A dire la verità non aveva una gran voglia di tornare in Italia e soprattutto avrei molto desiderato restare a New York, ma in genere non guardo mai indietro. A Roma ci aspettava, quasi pronto, un appartamento trovato da mia madre a Trastevere, arredato molto tradizionalmente e con una terrazza. Sembrava paradossale che proprio mentre io mi restringo psicologicamente sempre di più e devo ridurre drasticamente le attività che mi sono concesse, attorno a me si distenda la casa più grande che abbia mai avuto. È bello avere accanto, a poche centinaia di metri, mia madre e mia sorella. Da una siesta al giorno sono passato a due: una la mattina dopo la fleboclisi, e una il pomeriggio dopo mangiato. La sera verso le 20,30 vado a letto. Orari che non inducono a una intensa vita sociale e culturale. Tutto è peggiorato quando i medici italiani mi diedero una fleboclisi nutriente di 7 ore al giorno. Allo stesso tempo una dieta rigida: niente latticini, verdura o frutta, con poche eccezioni. Del resto la situazione si stava di nuovo deteriorando come in settembre. In novembre il dottor Sette, mio medico curante allo Spallanzani, decise di farmi ricoverare. Era un grande stanzone, i pazienti quasi tutti tossici, ma quieti, gli infermieri gentili e pronti. I medici, come poi si è rivelato, bravi, ma pomposi. Arrivavano ogni mattina ai piedi del mio letto e leggevano la mia cartella clinica. Io non capivo: non avrebbero potuto farlo nel loro ufficio?

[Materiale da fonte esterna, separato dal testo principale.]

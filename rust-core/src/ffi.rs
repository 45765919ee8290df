//! C FFI Bindings for Mobile Host Integration
//!
//! This module exposes the shake detector to the host app's native bridge via
//! C ABI. The host's sensor listener forwards each accelerometer event to
//! `shake_detector_ingest`; the callback given at creation toggles the torch.
//!
//! Memory Safety:
//! - The engine instance must be freed with `shake_detector_destroy()`
//! - NULL checks are performed on all inputs
//! - `user_data` is passed back to the callback untouched; the host owns it
//!
//! Thread Safety:
//! - The engine is NOT thread-safe. Use a single thread or mutex.
//! - The callback runs on the thread that called `shake_detector_ingest`.

use std::ffi::{c_void, CStr};
use std::os::raw::c_char;
use std::ptr;

use crate::config::{DetectorConfig, RecognitionPolicy, Sensitivity};
use crate::detector::GestureDetector;
use crate::types::AccelSample;

// ============================================================================
// OPAQUE HANDLE TYPES
// ============================================================================

/// Host callback invoked once per recognized gesture.
pub type ShakeCallback = Option<unsafe extern "C" fn(user_data: *mut c_void)>;

/// Opaque handle to a shake detector.
pub struct ShakeEngine {
    detector: GestureDetector<Box<dyn FnMut()>>,
}

/// Result status codes.
#[repr(C)]
#[derive(Debug, Clone, Copy, PartialEq, Eq)]
pub enum ShakeStatus {
    /// Operation succeeded.
    Ok = 0,
    /// Null pointer provided.
    NullPointer = 1,
    /// Invalid parameter value.
    InvalidParameter = 2,
}

/// Configuration for the engine.
#[repr(C)]
#[derive(Debug, Clone, Copy)]
pub struct ShakeConfig {
    /// Recognition policy (0 = single jolt, 1 = double shake).
    pub policy: i32,
    /// Delta magnitude threshold in raw sensor units.
    /// Ignored when `sensitivity` is in 0..=50.
    pub threshold: f32,
    /// Host sensitivity slider (0..=50), or -1 to use `threshold`.
    pub sensitivity: i32,
}

// ============================================================================
// ENGINE LIFECYCLE
// ============================================================================

/// Create a new shake detector instance.
///
/// # Safety
/// - `config` must be a valid pointer to ShakeConfig.
/// - `callback`, if non-null, must be safe to call with `user_data` for as
///   long as the engine lives.
/// - The returned pointer must be freed with `shake_detector_destroy()`.
///
/// # Returns
/// - Pointer to ShakeEngine on success.
/// - NULL on a null config or invalid parameters.
#[no_mangle]
pub unsafe extern "C" fn shake_detector_create(
    config: *const ShakeConfig,
    callback: ShakeCallback,
    user_data: *mut c_void,
) -> *mut ShakeEngine {
    if config.is_null() {
        return ptr::null_mut();
    }

    let config = &*config;

    let policy = match config.policy {
        0 => RecognitionPolicy::SingleJolt,
        1 => RecognitionPolicy::DoubleShake,
        other => {
            log::warn!("shake_detector_create: unknown policy {}", other);
            return ptr::null_mut();
        }
    };

    let mut detector_config = DetectorConfig::for_policy(policy, config.threshold);
    if config.sensitivity >= 0 {
        detector_config.sensitivity = Some(config.sensitivity as u32);
    }

    let on_gesture: Box<dyn FnMut()> = Box::new(move || {
        if let Some(cb) = callback {
            // SAFETY: the host guarantees `cb` accepts `user_data` for the engine's lifetime.
            unsafe { cb(user_data) }
        }
    });

    match GestureDetector::new(detector_config, on_gesture) {
        Ok(detector) => Box::into_raw(Box::new(ShakeEngine { detector })),
        Err(e) => {
            log::warn!("shake_detector_create: {}", e);
            ptr::null_mut()
        }
    }
}

/// Destroy a shake detector instance.
///
/// # Safety
/// - `engine` must be a valid pointer from `shake_detector_create()`.
/// - Must not be called more than once for the same pointer.
#[no_mangle]
pub unsafe extern "C" fn shake_detector_destroy(engine: *mut ShakeEngine) {
    if !engine.is_null() {
        drop(Box::from_raw(engine));
    }
}

/// Reset the detector state.
///
/// Call when the host pauses or restarts its sensor listener.
///
/// # Safety
/// - `engine` must be a valid pointer.
#[no_mangle]
pub unsafe extern "C" fn shake_detector_reset(engine: *mut ShakeEngine) -> ShakeStatus {
    if engine.is_null() {
        return ShakeStatus::NullPointer;
    }

    let engine = &mut *engine;
    engine.detector.reset();

    ShakeStatus::Ok
}

// ============================================================================
// SAMPLE PROCESSING
// ============================================================================

/// Process a single accelerometer sample.
///
/// # Safety
/// - `engine` must be a valid pointer.
/// - `recognized` may be NULL; otherwise it receives 1 if this sample
///   completed a gesture and 0 if not.
///
/// # Parameters
/// - `timestamp_ms`: Monotonic sample timestamp in milliseconds.
/// - `x/y/z`: Accelerometer readings in native sensor units.
#[no_mangle]
pub unsafe extern "C" fn shake_detector_ingest(
    engine: *mut ShakeEngine,
    timestamp_ms: u64,
    x: f32,
    y: f32,
    z: f32,
    recognized: *mut i32,
) -> ShakeStatus {
    if engine.is_null() {
        return ShakeStatus::NullPointer;
    }

    let engine = &mut *engine;
    let hit = engine
        .detector
        .ingest(&AccelSample::from_xyz(x, y, z, timestamp_ms));

    if !recognized.is_null() {
        *recognized = i32::from(hit);
    }

    ShakeStatus::Ok
}

// ============================================================================
// RUNTIME SETTINGS
// ============================================================================

/// Replace the threshold.
///
/// # Safety
/// - `engine` must be a valid pointer.
#[no_mangle]
pub unsafe extern "C" fn shake_detector_update_threshold(
    engine: *mut ShakeEngine,
    threshold: f32,
) -> ShakeStatus {
    if engine.is_null() {
        return ShakeStatus::NullPointer;
    }
    if !threshold.is_finite() || threshold < 0.0 {
        return ShakeStatus::InvalidParameter;
    }

    let engine = &mut *engine;
    engine.detector.update_threshold(threshold);

    ShakeStatus::Ok
}

/// Replace the threshold from the host's 0..=50 sensitivity slider.
///
/// # Safety
/// - `engine` must be a valid pointer.
#[no_mangle]
pub unsafe extern "C" fn shake_detector_set_sensitivity(
    engine: *mut ShakeEngine,
    progress: i32,
) -> ShakeStatus {
    if engine.is_null() {
        return ShakeStatus::NullPointer;
    }

    let Ok(progress) = u32::try_from(progress) else {
        return ShakeStatus::InvalidParameter;
    };
    let Ok(sensitivity) = Sensitivity::new(progress) else {
        return ShakeStatus::InvalidParameter;
    };

    let engine = &mut *engine;
    engine.detector.update_threshold(sensitivity.threshold());

    ShakeStatus::Ok
}

// ============================================================================
// QUERIES
// ============================================================================

/// Get the current threshold, or -1.0 on a null engine.
///
/// # Safety
/// - `engine` must be a valid pointer or NULL.
#[no_mangle]
pub unsafe extern "C" fn shake_detector_threshold(engine: *const ShakeEngine) -> f32 {
    if engine.is_null() {
        return -1.0;
    }
    (*engine).detector.threshold()
}

/// Get the number of gestures recognized so far, or -1 on a null engine.
///
/// # Safety
/// - `engine` must be a valid pointer or NULL.
#[no_mangle]
pub unsafe extern "C" fn shake_detector_gesture_count(engine: *const ShakeEngine) -> i64 {
    if engine.is_null() {
        return -1;
    }
    (*engine).detector.gestures_recognized() as i64
}

/// Get version string. Static, do not free.
#[no_mangle]
pub extern "C" fn shake_version() -> *const c_char {
    static VERSION: &CStr = c"shake-sensing/0.1.0";
    VERSION.as_ptr()
}

// ============================================================================
// TESTS
// ============================================================================

#[cfg(test)]
mod tests {
    use super::*;

    unsafe extern "C" fn count_gesture(user_data: *mut c_void) {
        let counter = &mut *(user_data as *mut u32);
        *counter += 1;
    }

    fn single_jolt_config(threshold: f32) -> ShakeConfig {
        ShakeConfig {
            policy: 0,
            threshold,
            sensitivity: -1,
        }
    }

    #[test]
    fn test_engine_lifecycle() {
        unsafe {
            let config = single_jolt_config(50.0);
            let engine = shake_detector_create(&config, None, ptr::null_mut());
            assert!(!engine.is_null());

            let status = shake_detector_reset(engine);
            assert_eq!(status, ShakeStatus::Ok);

            shake_detector_destroy(engine);
        }
    }

    #[test]
    fn test_callback_receives_user_data() {
        let mut hits: u32 = 0;

        unsafe {
            let config = single_jolt_config(50.0);
            let engine = shake_detector_create(
                &config,
                Some(count_gesture),
                &mut hits as *mut u32 as *mut c_void,
            );

            let mut recognized = -1;
            shake_detector_ingest(engine, 1000, 0.0, 0.0, 0.0, &mut recognized);
            assert_eq!(recognized, 0);

            shake_detector_ingest(engine, 3000, 60.0, 0.0, 0.0, &mut recognized);
            assert_eq!(recognized, 1);

            let status = shake_detector_ingest(engine, 3100, 60.0, 60.0, 0.0, ptr::null_mut());
            assert_eq!(status, ShakeStatus::Ok);
            assert_eq!(shake_detector_gesture_count(engine), 1);

            shake_detector_destroy(engine);
        }

        assert_eq!(hits, 1);
    }

    #[test]
    fn test_sensitivity_settings() {
        unsafe {
            let config = ShakeConfig {
                policy: 1,
                threshold: 0.0,
                sensitivity: 0,
            };
            let engine = shake_detector_create(&config, None, ptr::null_mut());
            assert_eq!(shake_detector_threshold(engine), 75.0);

            assert_eq!(shake_detector_set_sensitivity(engine, 51), ShakeStatus::InvalidParameter);
            assert_eq!(shake_detector_set_sensitivity(engine, -3), ShakeStatus::InvalidParameter);
            assert_eq!(shake_detector_set_sensitivity(engine, 50), ShakeStatus::Ok);
            assert!((shake_detector_threshold(engine) - 10.0).abs() < 1e-4);

            assert_eq!(
                shake_detector_update_threshold(engine, f32::NAN),
                ShakeStatus::InvalidParameter
            );
            assert_eq!(shake_detector_update_threshold(engine, 33.0), ShakeStatus::Ok);
            assert_eq!(shake_detector_threshold(engine), 33.0);

            shake_detector_destroy(engine);
        }
    }

    #[test]
    fn test_invalid_create_parameters() {
        unsafe {
            assert!(shake_detector_create(ptr::null(), None, ptr::null_mut()).is_null());

            let bad_policy = ShakeConfig {
                policy: 7,
                threshold: 20.0,
                sensitivity: -1,
            };
            assert!(shake_detector_create(&bad_policy, None, ptr::null_mut()).is_null());

            let bad_sensitivity = ShakeConfig {
                policy: 1,
                threshold: 20.0,
                sensitivity: 80,
            };
            assert!(shake_detector_create(&bad_sensitivity, None, ptr::null_mut()).is_null());
        }
    }

    #[test]
    fn test_version() {
        let version = shake_version();
        assert!(!version.is_null());

        unsafe {
            let version_str = CStr::from_ptr(version).to_str().unwrap();
            assert!(version_str.starts_with("shake-sensing"));
        }
    }

    #[test]
    fn test_null_safety() {
        unsafe {
            assert_eq!(shake_detector_reset(ptr::null_mut()), ShakeStatus::NullPointer);
            assert_eq!(
                shake_detector_ingest(ptr::null_mut(), 0, 0.0, 0.0, 0.0, ptr::null_mut()),
                ShakeStatus::NullPointer
            );
            assert_eq!(
                shake_detector_update_threshold(ptr::null_mut(), 10.0),
                ShakeStatus::NullPointer
            );
            assert_eq!(
                shake_detector_set_sensitivity(ptr::null_mut(), 10),
                ShakeStatus::NullPointer
            );
            assert_eq!(shake_detector_gesture_count(ptr::null()), -1);
            shake_detector_destroy(ptr::null_mut());
        }
    }
}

«Questo giovane non riesce a mangiare», proclamava uno. «Io veramente mangio benissimo». «Ah sì?», rispondeva lui stupito. Chissà come si era formata quell'idea. Fatto sta che qualcosa di giusto devono averlo imbroccato perché ho continuato a migliorare impercettibilmente, almeno come peso corporeo e frequenza della diarrea. Essere in ospedale mi ha obbligato a confrontarmi con la morte. Se non mi piace parlare di Aids in generale, per me la morte è sempre stata l'estremo tabù. Ma ora è inevitabile. Ho fatto testamento per esempio. Ho lasciato scritto che non voglio si pratichi su di me l'accanimento terapeutico. Ma è una cosa alla quale ancora non riesco a credere. Io potrei non esserci più? Certo, come uomini stiamo andando verso la morte, ma io vi sono un passo più vicino.

L'unica cosa, per non tormentarsi, è riconciliarsi con questa idea, mentalmente chiedere perdono e perdonare, e sperare che qualcosa resti. Scrivo il grosso di queste righe in ospedale. Di fronte alla mia finestra vi sono due pini romani. Li guardo all'alba e al tramonto e il mio cuore si riempie di gioia. Sono, come sempre, ottimista.